Сидим в этом кусте, уже вчетвером. Мы вот так сидим в этой лозине, а вот так недалечко — стежка. И по этой стежке немцы идут. И вот так автоматы несут, но глядят туда, в лес. Мы сидим под ногами… Я говорю:
— Будем утекать? А он говорит:
— Не показывайся.
А трава большая, вот так, по пояс, и мы сидим так.
Я не помнила ничего. Школу жгли уже, людей убивали — ну, не помнила я ничего, что это жгут, убивают… Он еще помнил, мужчина, дак он еще больше немного…
Младший хлопчик давай плакать… Уже вокруг нас хаты горят, за дымом мы не видим ничего, а этот хлопчик давай плакать:
— Кашки!
Хозяин мой говорит:
— Не будет места тут нам.
Этот, старший, пополз по траве — дал ему крыжовника. Такой вот, как теперь, зеленый, завязь, нашморгая ему и говорит:
— На, ешь! Заткнись только!
Он, этот хлопчик, крыжовник тот ест, съел весь да плачет. Известно ж, натощак.
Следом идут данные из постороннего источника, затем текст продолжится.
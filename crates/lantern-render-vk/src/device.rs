// SPDX-License-Identifier: CEPL-1.0
//! Adapter selection and logical device creation.
//!
//! Querying the driver is kept apart from the decision: every adapter is
//! summarized into an [`AdapterReport`] and [`select_adapter`] runs the
//! configured [`SelectionPolicy`] over the reports.

use crate::error::VkError;
use anyhow::{Context, Result};
use ash::khr::{surface, swapchain};
use ash::{vk, Device, Instance};
use lantern_core::SelectionPolicy;
use std::ffi::{c_char, CStr};
use tracing::{debug, info};

pub(crate) const DEVICE_EXTENSIONS: [&CStr; 1] = [swapchain::NAME];

#[derive(Clone, Copy, Debug, PartialEq, Eq)]
pub struct QueueFamilyIndices {
    pub graphics: u32,
    pub present: u32,
}

impl QueueFamilyIndices {
    /// Distinct family indices, graphics first.
    pub fn unique(&self) -> Vec<u32> {
        if self.graphics == self.present {
            vec![self.graphics]
        } else {
            vec![self.graphics, self.present]
        }
    }

    pub fn is_split(&self) -> bool {
        self.graphics != self.present
    }
}

/// First graphics-capable family and first family that can present.
pub fn find_queue_families(
    families: &[vk::QueueFamilyProperties],
    mut can_present: impl FnMut(u32) -> bool,
) -> Option<QueueFamilyIndices> {
    let graphics = families
        .iter()
        .position(|f| f.queue_flags.contains(vk::QueueFlags::GRAPHICS))?;
    let present = (0..families.len() as u32).find(|&i| can_present(i))?;
    Some(QueueFamilyIndices {
        graphics: graphics as u32,
        present,
    })
}

/// What the selector needs to know about one adapter.
#[derive(Clone, Debug, Default)]
pub struct AdapterReport {
    pub name: String,
    pub discrete: bool,
    pub max_image_dimension_2d: u32,
    pub queues: Option<QueueFamilyIndices>,
    pub has_required_extensions: bool,
    pub surface_format_count: usize,
    pub present_mode_count: usize,
    pub sampler_anisotropy: bool,
}

impl AdapterReport {
    pub fn is_suitable(&self) -> bool {
        self.queues.is_some()
            && self.has_required_extensions
            && self.surface_format_count > 0
            && self.present_mode_count > 0
            && self.sampler_anisotropy
    }
}

/// Discrete adapters get a flat bonus; larger textures add to the score.
/// Without sampler anisotropy the adapter scores zero.
pub fn score_adapter(report: &AdapterReport) -> u32 {
    if !report.sampler_anisotropy {
        return 0;
    }
    let discrete = if report.discrete { 1000 } else { 0 };
    discrete + report.max_image_dimension_2d
}

/// Index of the chosen report. Ties keep the earlier adapter.
pub fn select_adapter(reports: &[AdapterReport], policy: SelectionPolicy) -> Option<usize> {
    let mut candidates = reports
        .iter()
        .enumerate()
        .filter(|(_, r)| r.is_suitable());
    match policy {
        SelectionPolicy::FirstSuitable => candidates.next().map(|(i, _)| i),
        SelectionPolicy::HighestScore => {
            let mut best: Option<(usize, u32)> = None;
            for (i, r) in candidates {
                let score = score_adapter(r);
                if score == 0 {
                    continue;
                }
                if best.map_or(true, |(_, s)| score > s) {
                    best = Some((i, score));
                }
            }
            best.map(|(i, _)| i)
        }
    }
}

/// Highest sample count usable by both color and depth framebuffers.
pub fn max_sample_count(limits: &vk::PhysicalDeviceLimits) -> vk::SampleCountFlags {
    let counts =
        limits.framebuffer_color_sample_counts & limits.framebuffer_depth_sample_counts;
    [
        vk::SampleCountFlags::TYPE_64,
        vk::SampleCountFlags::TYPE_32,
        vk::SampleCountFlags::TYPE_16,
        vk::SampleCountFlags::TYPE_8,
        vk::SampleCountFlags::TYPE_4,
        vk::SampleCountFlags::TYPE_2,
    ]
    .into_iter()
    .find(|&c| counts.contains(c))
    .unwrap_or(vk::SampleCountFlags::TYPE_1)
}

unsafe fn report_adapter(
    instance: &Instance,
    surf_i: &surface::Instance,
    surface: vk::SurfaceKHR,
    phys: vk::PhysicalDevice,
) -> Result<AdapterReport> {
    let props = instance.get_physical_device_properties(phys);
    let features = instance.get_physical_device_features(phys);
    let families = instance.get_physical_device_queue_family_properties(phys);

    let queues = find_queue_families(&families, |i| {
        surf_i
            .get_physical_device_surface_support(phys, i, surface)
            .unwrap_or(false)
    });

    let exts = instance
        .enumerate_device_extension_properties(phys)
        .context("enumerate_device_extension_properties")?;
    let has_required_extensions = DEVICE_EXTENSIONS.iter().all(|&want| {
        exts.iter()
            .any(|e| CStr::from_ptr(e.extension_name.as_ptr()) == want)
    });

    // Surface queries are only meaningful once the swapchain extension is known to exist.
    let (surface_format_count, present_mode_count) = if has_required_extensions {
        (
            count_or_zero(
                "get_physical_device_surface_formats",
                surf_i.get_physical_device_surface_formats(phys, surface),
            ),
            count_or_zero(
                "get_physical_device_surface_present_modes",
                surf_i.get_physical_device_surface_present_modes(phys, surface),
            ),
        )
    } else {
        (0, 0)
    };

    Ok(AdapterReport {
        name: props
            .device_name_as_c_str()
            .map(|n| n.to_string_lossy().into_owned())
            .unwrap_or_default(),
        discrete: props.device_type == vk::PhysicalDeviceType::DISCRETE_GPU,
        max_image_dimension_2d: props.limits.max_image_dimension2_d,
        queues,
        has_required_extensions,
        surface_format_count,
        present_mode_count,
        sampler_anisotropy: features.sampler_anisotropy == vk::TRUE,
    })
}

/// A failed capability query counts as nothing supported.
fn count_or_zero<T>(query: &str, result: Result<Vec<T>, vk::Result>) -> usize {
    match result {
        Ok(items) => items.len(),
        Err(e) => {
            debug!("vk: {query} failed: {e:?}");
            0
        }
    }
}

pub(crate) unsafe fn pick_physical_device(
    instance: &Instance,
    surf_i: &surface::Instance,
    surface: vk::SurfaceKHR,
    policy: SelectionPolicy,
) -> Result<(vk::PhysicalDevice, QueueFamilyIndices)> {
    let adapters = instance
        .enumerate_physical_devices()
        .context("enumerate_physical_devices")?;

    let mut reports = Vec::with_capacity(adapters.len());
    for &phys in &adapters {
        let report = report_adapter(instance, surf_i, surface, phys)?;
        debug!(
            "vk: adapter {:?} suitable={} score={}",
            report.name,
            report.is_suitable(),
            score_adapter(&report)
        );
        reports.push(report);
    }

    let idx = select_adapter(&reports, policy).ok_or(VkError::NoSuitableDevice)?;
    let chosen = &reports[idx];
    let queues = chosen.queues.ok_or(VkError::NoSuitableDevice)?;
    info!(
        "vk: using {:?} ({:?}, graphics family {}, present family {})",
        chosen.name, policy, queues.graphics, queues.present
    );
    Ok((adapters[idx], queues))
}

/// One queue per unique family; sampler anisotropy enabled.
pub(crate) unsafe fn create_logical_device(
    instance: &Instance,
    phys: vk::PhysicalDevice,
    families: QueueFamilyIndices,
) -> Result<(Device, vk::Queue, vk::Queue)> {
    let priorities = [1.0_f32];
    let queue_infos: Vec<vk::DeviceQueueCreateInfo> = families
        .unique()
        .into_iter()
        .map(|family| vk::DeviceQueueCreateInfo {
            s_type: vk::StructureType::DEVICE_QUEUE_CREATE_INFO,
            queue_family_index: family,
            queue_count: 1,
            p_queue_priorities: priorities.as_ptr(),
            ..Default::default()
        })
        .collect();

    let features = vk::PhysicalDeviceFeatures {
        sampler_anisotropy: vk::TRUE,
        ..Default::default()
    };
    let extensions: Vec<*const c_char> = DEVICE_EXTENSIONS.iter().map(|e| e.as_ptr()).collect();

    let create_info = vk::DeviceCreateInfo {
        s_type: vk::StructureType::DEVICE_CREATE_INFO,
        queue_create_info_count: queue_infos.len() as u32,
        p_queue_create_infos: queue_infos.as_ptr(),
        enabled_extension_count: extensions.len() as u32,
        pp_enabled_extension_names: extensions.as_ptr(),
        p_enabled_features: &features,
        ..Default::default()
    };

    let device = instance
        .create_device(phys, &create_info, None)
        .context("create_device")?;
    let graphics = device.get_device_queue(families.graphics, 0);
    let present = device.get_device_queue(families.present, 0);
    Ok((device, graphics, present))
}

#[cfg(test)]
mod tests {
    use super::*;

    fn adapter(name: &str, discrete: bool, max_dim: u32) -> AdapterReport {
        AdapterReport {
            name: name.to_owned(),
            discrete,
            max_image_dimension_2d: max_dim,
            queues: Some(QueueFamilyIndices {
                graphics: 0,
                present: 0,
            }),
            has_required_extensions: true,
            surface_format_count: 2,
            present_mode_count: 1,
            sampler_anisotropy: true,
        }
    }

    #[test]
    fn discrete_adapter_outscores_integrated() {
        let integrated = adapter("igpu", false, 16384);
        let discrete = adapter("dgpu", true, 16384);
        assert_eq!(score_adapter(&integrated), 16384);
        assert_eq!(score_adapter(&discrete), 17384);
        let reports = [integrated, discrete];
        assert_eq!(select_adapter(&reports, SelectionPolicy::HighestScore), Some(1));
        assert_eq!(select_adapter(&reports, SelectionPolicy::FirstSuitable), Some(0));
    }

    #[test]
    fn failed_surface_query_reports_no_support() {
        assert_eq!(count_or_zero("formats", Ok(vec![1, 2, 3])), 3);
        let lost = count_or_zero::<vk::PresentModeKHR>(
            "present modes",
            Err(vk::Result::ERROR_SURFACE_LOST_KHR),
        );
        assert_eq!(lost, 0);

        let mut broken = adapter("dgpu", true, 32768);
        broken.present_mode_count = lost;
        assert!(!broken.is_suitable());
        let reports = [broken, adapter("igpu", false, 8192)];
        assert_eq!(select_adapter(&reports, SelectionPolicy::HighestScore), Some(1));
    }

    #[test]
    fn missing_anisotropy_disqualifies() {
        let mut dgpu = adapter("dgpu", true, 32768);
        dgpu.sampler_anisotropy = false;
        assert_eq!(score_adapter(&dgpu), 0);
        let reports = [dgpu, adapter("igpu", false, 8192)];
        assert_eq!(select_adapter(&reports, SelectionPolicy::HighestScore), Some(1));
        assert_eq!(select_adapter(&reports, SelectionPolicy::FirstSuitable), Some(1));
    }

    #[test]
    fn adapters_missing_a_capability_are_rejected() {
        let mut no_queue = adapter("a", true, 16384);
        no_queue.queues = None;
        let mut no_ext = adapter("b", true, 16384);
        no_ext.has_required_extensions = false;
        let mut no_modes = adapter("c", true, 16384);
        no_modes.present_mode_count = 0;
        let mut no_formats = adapter("d", true, 16384);
        no_formats.surface_format_count = 0;

        let reports = [no_queue, no_ext, no_modes, no_formats];
        for policy in [SelectionPolicy::HighestScore, SelectionPolicy::FirstSuitable] {
            assert_eq!(select_adapter(&reports, policy), None);
        }
        assert_eq!(select_adapter(&[], SelectionPolicy::HighestScore), None);
    }

    #[test]
    fn ties_keep_enumeration_order() {
        let reports = [adapter("first", true, 8192), adapter("second", true, 8192)];
        assert_eq!(select_adapter(&reports, SelectionPolicy::HighestScore), Some(0));
    }

    #[test]
    fn queue_families_may_differ() {
        let families = [
            vk::QueueFamilyProperties {
                queue_flags: vk::QueueFlags::TRANSFER,
                queue_count: 1,
                ..Default::default()
            },
            vk::QueueFamilyProperties {
                queue_flags: vk::QueueFlags::GRAPHICS | vk::QueueFlags::COMPUTE,
                queue_count: 4,
                ..Default::default()
            },
        ];
        let q = find_queue_families(&families, |i| i == 0).unwrap();
        assert_eq!(q, QueueFamilyIndices { graphics: 1, present: 0 });
        assert!(q.is_split());
        assert_eq!(q.unique(), vec![1, 0]);

        let q = find_queue_families(&families, |i| i == 1).unwrap();
        assert!(!q.is_split());
        assert_eq!(q.unique(), vec![1]);

        assert_eq!(find_queue_families(&families, |_| false), None);
    }

    #[test]
    fn sample_count_respects_both_limits() {
        let limits = vk::PhysicalDeviceLimits {
            framebuffer_color_sample_counts: vk::SampleCountFlags::TYPE_1
                | vk::SampleCountFlags::TYPE_2
                | vk::SampleCountFlags::TYPE_4
                | vk::SampleCountFlags::TYPE_8,
            framebuffer_depth_sample_counts: vk::SampleCountFlags::TYPE_1
                | vk::SampleCountFlags::TYPE_2
                | vk::SampleCountFlags::TYPE_4,
            ..Default::default()
        };
        assert_eq!(max_sample_count(&limits), vk::SampleCountFlags::TYPE_4);
        assert_eq!(
            max_sample_count(&vk::PhysicalDeviceLimits::default()),
            vk::SampleCountFlags::TYPE_1
        );
    }
}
Ну, а уже тут пожгли кругом, около нас, и уже на том конце горит, и стреляют там, и все.
Он вышел, немножко поглядел, говорит:
— Не место нам тут. Дитя плачет. Давай в лог туда с ним.
Я его перекинула вот так через плечи и пошла в тот лог. А тогда уже — там Мощенка горит, уже дым. Я тогда лесом — вот так, а тогда — и там крапужина, канавка такая есть на горе — в эту канавку с этим дитем… А тут уже я не знаю, кто где. Он искал старшей девочки — по житу, всюду… Коня убили нашего, он нашел в жите. А эта девчинёха уже бежала из жита… Там сестра, в другой деревне, дак она бежит и плачет… А тогда вышла женщина и говорит:
— Не плачь, девочка: мама тут вот с дитем.
Я ее оставила там, а сама прибежала поглядеть, что тут. Скотину угнали, все угнали. А корова была еще только отелилась, дак она утекала с поля. Я и думала, что она так и от них, от немцев, убежит. Дак я вышла на пригорок, гляжу…
А он говорит:
— Не гляди ты на корову! Давай куда пойдем на ночь.
— Ну, куда ж пойдем — пойдем туда, где дитя. Пошли мы, переночевали в этой деревне, назад пришли — ну, что ж делать, нема чего ни есть, ничего ж нема. Тут еще картошка была, дак мы взяли картошки будем варить.
Только стали варить на этом погорелище — оттуда немец ползет, из хвойничка… Мужик мой поглядел и говорит:
— Не место тут, будем бросать эту картошку…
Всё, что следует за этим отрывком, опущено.